(REQUIREMENT)
Whichever lines of the entries hold the word "text" should be identified and copied.

(Stored data entries)
------------

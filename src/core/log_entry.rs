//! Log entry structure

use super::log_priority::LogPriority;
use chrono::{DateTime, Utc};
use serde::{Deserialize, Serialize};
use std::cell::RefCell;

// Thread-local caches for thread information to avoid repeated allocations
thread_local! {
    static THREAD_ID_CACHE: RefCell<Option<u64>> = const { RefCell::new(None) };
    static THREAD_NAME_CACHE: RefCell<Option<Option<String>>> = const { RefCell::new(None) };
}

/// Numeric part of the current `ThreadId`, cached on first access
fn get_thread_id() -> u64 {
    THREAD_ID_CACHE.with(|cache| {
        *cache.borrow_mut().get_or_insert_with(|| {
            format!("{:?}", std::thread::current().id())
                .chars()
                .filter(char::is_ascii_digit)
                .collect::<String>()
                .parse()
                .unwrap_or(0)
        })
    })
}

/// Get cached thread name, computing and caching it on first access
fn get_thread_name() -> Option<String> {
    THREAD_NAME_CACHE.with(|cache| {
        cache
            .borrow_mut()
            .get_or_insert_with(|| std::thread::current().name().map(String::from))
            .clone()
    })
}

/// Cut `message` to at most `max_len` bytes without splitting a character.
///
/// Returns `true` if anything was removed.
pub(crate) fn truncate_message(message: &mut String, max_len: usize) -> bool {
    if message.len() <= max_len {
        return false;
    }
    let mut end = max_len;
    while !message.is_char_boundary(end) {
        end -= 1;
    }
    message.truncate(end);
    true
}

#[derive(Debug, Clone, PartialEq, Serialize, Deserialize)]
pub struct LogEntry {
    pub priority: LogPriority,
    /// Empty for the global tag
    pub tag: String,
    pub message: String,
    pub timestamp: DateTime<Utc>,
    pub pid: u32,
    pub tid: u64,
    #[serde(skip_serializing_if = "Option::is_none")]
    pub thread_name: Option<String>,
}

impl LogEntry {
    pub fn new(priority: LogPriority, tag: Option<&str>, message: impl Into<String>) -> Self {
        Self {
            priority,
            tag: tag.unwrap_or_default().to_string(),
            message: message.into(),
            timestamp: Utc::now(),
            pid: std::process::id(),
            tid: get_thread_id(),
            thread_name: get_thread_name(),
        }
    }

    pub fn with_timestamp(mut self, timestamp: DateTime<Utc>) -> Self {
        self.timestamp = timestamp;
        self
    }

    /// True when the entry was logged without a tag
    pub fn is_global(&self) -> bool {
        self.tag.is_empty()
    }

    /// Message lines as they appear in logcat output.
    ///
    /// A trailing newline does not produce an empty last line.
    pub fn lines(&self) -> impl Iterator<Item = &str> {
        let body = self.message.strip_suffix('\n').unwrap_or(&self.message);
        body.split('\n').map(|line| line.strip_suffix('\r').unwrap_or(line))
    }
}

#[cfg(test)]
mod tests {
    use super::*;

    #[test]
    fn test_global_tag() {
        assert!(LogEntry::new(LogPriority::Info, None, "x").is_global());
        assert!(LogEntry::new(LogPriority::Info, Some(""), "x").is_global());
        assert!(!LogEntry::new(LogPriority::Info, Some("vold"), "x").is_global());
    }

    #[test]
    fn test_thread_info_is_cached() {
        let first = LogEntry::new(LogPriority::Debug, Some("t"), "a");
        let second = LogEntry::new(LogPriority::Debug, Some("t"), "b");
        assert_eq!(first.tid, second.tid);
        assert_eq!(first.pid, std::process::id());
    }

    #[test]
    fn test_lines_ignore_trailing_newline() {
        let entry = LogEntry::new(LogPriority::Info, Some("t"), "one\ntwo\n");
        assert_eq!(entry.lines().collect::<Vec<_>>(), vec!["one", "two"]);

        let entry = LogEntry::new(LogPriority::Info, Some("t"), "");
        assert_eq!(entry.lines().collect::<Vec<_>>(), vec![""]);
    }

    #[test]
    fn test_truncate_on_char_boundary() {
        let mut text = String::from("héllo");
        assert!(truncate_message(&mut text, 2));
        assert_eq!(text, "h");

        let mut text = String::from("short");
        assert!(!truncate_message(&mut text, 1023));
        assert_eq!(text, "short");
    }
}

------------

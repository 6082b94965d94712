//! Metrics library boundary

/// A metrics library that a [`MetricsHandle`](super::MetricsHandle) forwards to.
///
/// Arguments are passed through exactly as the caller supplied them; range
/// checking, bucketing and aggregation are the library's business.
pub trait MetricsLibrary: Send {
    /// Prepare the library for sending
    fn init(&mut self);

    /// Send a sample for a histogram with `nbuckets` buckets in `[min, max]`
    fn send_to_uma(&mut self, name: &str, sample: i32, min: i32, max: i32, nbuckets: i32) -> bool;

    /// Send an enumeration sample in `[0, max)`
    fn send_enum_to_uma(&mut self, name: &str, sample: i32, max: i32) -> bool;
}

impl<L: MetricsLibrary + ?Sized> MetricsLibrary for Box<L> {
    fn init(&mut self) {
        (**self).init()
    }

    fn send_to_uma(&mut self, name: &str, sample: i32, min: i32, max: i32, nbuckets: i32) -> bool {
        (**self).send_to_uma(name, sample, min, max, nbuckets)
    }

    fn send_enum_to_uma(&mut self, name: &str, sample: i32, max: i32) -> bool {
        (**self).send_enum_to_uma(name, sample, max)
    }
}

------------

(WRITTEN SOLUTION)
        let mut text = String::from("héllo");
        assert!(truncate_message(&mut text, 2));
        assert_eq!(text, "h");
        let mut text = String::from("short");
        assert!(!truncate_message(&mut text, 1023));
        assert_eq!(text, "short");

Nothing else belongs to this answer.